◆ About this task ◆
Search the material for the word "handlers" and copy each line that holds it.

◆ Data extracts ◆
***
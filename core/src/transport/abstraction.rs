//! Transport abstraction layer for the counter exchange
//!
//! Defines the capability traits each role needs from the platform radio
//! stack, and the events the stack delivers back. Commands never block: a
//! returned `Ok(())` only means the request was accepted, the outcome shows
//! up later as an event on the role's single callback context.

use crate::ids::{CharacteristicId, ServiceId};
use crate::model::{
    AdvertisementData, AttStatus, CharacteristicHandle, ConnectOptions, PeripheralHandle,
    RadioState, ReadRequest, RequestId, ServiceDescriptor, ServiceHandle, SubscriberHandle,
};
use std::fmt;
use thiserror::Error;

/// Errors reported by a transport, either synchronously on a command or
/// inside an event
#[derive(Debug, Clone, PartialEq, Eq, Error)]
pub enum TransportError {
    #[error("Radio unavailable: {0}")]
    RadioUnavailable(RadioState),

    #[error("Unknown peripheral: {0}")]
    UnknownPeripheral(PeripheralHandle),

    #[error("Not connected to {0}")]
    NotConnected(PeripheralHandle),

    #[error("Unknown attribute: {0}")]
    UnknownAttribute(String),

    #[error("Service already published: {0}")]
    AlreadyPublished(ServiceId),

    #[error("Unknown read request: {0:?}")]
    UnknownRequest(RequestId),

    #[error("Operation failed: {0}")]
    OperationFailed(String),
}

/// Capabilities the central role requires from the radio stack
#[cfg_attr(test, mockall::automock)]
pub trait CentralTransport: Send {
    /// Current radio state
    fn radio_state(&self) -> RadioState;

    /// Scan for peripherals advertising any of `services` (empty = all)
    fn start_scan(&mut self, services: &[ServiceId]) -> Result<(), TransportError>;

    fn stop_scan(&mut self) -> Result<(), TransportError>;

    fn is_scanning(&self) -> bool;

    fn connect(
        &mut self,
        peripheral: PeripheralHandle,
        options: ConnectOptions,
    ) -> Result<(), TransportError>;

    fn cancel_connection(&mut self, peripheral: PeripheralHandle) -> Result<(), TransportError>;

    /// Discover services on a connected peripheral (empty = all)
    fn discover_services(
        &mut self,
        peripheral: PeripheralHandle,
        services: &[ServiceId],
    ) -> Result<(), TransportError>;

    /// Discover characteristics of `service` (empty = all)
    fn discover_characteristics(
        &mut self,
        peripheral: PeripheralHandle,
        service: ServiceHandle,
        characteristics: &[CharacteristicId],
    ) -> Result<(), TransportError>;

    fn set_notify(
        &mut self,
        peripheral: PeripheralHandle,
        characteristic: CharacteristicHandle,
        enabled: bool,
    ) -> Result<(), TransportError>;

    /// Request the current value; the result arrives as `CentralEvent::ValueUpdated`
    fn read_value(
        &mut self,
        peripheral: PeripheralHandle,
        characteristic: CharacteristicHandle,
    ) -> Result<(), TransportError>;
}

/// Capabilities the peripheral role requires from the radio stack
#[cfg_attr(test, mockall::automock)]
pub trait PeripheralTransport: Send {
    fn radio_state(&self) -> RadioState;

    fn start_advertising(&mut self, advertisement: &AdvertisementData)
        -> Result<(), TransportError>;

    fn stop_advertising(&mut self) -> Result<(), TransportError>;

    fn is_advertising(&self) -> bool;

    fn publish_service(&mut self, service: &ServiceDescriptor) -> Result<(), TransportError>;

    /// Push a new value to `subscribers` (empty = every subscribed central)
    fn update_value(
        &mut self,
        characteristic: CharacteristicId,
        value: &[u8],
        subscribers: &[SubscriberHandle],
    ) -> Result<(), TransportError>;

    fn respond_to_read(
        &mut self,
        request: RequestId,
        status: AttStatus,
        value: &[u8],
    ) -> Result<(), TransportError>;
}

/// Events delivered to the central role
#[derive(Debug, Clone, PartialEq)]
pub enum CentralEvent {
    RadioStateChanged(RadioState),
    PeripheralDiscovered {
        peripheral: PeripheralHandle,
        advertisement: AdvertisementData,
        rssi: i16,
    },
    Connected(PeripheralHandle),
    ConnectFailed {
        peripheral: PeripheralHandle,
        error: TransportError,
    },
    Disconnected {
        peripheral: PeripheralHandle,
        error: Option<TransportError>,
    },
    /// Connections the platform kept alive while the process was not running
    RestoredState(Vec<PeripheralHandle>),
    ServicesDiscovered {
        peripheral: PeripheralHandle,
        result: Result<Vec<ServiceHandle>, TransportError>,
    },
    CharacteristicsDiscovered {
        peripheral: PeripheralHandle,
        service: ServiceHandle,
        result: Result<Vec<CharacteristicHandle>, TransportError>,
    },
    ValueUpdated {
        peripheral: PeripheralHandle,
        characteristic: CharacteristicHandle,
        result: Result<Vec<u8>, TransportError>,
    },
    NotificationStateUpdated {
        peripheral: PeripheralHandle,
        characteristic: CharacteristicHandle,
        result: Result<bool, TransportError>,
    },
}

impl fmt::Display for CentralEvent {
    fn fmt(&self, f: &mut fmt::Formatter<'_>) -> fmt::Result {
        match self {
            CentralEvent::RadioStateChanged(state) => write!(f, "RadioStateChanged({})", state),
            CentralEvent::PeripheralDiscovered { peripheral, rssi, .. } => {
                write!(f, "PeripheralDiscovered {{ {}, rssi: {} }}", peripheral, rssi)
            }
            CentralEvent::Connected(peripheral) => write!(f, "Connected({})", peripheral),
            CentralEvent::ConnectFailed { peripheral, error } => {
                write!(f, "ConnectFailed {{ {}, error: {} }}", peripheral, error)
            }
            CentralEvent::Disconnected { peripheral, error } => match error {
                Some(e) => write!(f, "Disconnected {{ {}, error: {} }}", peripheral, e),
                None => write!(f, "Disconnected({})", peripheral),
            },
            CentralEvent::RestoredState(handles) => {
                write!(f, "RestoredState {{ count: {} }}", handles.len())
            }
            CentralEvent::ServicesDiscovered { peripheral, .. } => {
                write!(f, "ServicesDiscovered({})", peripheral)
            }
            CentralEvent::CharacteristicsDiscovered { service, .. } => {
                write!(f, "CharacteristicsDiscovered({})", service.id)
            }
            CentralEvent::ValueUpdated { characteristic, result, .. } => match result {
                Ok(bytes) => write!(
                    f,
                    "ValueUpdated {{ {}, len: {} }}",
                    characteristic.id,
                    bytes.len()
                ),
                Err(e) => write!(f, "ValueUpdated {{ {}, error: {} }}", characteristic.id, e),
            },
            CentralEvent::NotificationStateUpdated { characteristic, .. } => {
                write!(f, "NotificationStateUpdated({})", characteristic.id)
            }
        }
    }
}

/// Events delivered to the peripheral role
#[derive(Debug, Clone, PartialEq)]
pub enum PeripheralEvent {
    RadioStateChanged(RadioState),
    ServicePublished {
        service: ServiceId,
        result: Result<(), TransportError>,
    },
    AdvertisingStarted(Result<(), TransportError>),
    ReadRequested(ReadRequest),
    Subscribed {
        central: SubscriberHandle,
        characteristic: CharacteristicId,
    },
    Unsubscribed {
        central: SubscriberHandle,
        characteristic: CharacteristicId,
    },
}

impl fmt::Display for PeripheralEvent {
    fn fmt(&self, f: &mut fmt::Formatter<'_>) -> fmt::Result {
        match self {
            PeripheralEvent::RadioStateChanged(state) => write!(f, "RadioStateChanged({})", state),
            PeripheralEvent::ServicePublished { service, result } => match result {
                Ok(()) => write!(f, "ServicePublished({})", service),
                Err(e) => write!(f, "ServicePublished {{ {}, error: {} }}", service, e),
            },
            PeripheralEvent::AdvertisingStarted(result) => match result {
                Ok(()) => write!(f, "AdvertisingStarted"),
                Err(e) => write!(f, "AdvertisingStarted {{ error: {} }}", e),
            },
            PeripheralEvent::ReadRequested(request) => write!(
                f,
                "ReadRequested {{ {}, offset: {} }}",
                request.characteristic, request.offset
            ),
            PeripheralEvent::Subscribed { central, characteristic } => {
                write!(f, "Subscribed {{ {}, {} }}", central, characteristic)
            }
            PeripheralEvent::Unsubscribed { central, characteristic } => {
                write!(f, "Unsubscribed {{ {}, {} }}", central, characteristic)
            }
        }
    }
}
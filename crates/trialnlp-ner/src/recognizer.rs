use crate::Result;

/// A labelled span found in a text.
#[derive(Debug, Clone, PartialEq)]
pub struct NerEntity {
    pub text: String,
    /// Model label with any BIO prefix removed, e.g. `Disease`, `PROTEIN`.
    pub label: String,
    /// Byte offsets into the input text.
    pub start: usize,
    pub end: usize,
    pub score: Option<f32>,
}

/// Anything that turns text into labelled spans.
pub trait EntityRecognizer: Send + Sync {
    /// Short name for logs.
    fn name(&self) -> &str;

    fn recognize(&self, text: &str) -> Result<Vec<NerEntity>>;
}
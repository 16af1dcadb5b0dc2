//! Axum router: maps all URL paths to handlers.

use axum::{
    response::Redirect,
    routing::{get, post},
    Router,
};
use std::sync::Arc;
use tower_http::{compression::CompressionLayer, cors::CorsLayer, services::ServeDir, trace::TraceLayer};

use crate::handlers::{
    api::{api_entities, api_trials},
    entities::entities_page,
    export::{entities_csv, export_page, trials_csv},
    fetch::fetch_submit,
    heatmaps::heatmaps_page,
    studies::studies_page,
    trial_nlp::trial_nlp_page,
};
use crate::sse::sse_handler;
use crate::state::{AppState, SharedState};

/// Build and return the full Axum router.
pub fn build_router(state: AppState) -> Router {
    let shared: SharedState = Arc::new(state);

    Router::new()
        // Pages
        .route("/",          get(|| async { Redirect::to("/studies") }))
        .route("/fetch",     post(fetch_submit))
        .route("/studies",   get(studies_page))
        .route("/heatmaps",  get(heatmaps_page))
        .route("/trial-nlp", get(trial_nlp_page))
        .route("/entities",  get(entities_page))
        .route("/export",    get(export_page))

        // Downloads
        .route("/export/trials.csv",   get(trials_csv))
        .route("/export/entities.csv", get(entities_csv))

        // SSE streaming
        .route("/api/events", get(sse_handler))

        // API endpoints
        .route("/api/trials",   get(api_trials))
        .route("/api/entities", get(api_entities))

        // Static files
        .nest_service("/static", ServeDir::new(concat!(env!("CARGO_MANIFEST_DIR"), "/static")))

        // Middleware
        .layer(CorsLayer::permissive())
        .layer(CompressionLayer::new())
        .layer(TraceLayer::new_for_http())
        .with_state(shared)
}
***
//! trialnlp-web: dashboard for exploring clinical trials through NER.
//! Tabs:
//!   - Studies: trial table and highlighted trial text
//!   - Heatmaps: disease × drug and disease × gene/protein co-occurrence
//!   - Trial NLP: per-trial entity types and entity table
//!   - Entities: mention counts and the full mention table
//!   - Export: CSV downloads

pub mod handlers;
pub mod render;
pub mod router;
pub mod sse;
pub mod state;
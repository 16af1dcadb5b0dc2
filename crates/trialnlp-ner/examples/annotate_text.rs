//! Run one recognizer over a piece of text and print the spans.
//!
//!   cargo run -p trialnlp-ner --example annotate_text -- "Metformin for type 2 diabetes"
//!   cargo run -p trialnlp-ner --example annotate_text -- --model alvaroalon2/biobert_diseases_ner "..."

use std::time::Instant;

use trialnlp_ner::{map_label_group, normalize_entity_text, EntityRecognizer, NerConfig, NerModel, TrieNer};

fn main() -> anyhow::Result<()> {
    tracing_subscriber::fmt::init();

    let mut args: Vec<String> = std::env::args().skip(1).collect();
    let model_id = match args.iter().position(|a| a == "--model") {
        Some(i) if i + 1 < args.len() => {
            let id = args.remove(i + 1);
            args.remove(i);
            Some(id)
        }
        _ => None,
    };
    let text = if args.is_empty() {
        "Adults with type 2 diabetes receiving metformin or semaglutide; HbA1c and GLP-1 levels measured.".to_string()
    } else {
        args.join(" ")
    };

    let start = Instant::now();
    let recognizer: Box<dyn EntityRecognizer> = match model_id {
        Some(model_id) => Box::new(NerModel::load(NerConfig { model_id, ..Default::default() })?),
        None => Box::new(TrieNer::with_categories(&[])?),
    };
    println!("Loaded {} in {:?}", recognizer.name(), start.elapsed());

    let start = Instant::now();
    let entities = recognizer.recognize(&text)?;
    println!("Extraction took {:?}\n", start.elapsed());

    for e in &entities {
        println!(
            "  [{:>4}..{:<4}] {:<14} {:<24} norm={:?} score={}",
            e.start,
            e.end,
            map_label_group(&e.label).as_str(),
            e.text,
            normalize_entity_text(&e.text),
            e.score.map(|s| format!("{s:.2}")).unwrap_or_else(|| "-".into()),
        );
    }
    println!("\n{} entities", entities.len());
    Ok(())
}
***
◆ Solution to the exercise ◆
//! Axum router: maps all URL paths to handlers.
use crate::handlers::{
pub mod handlers;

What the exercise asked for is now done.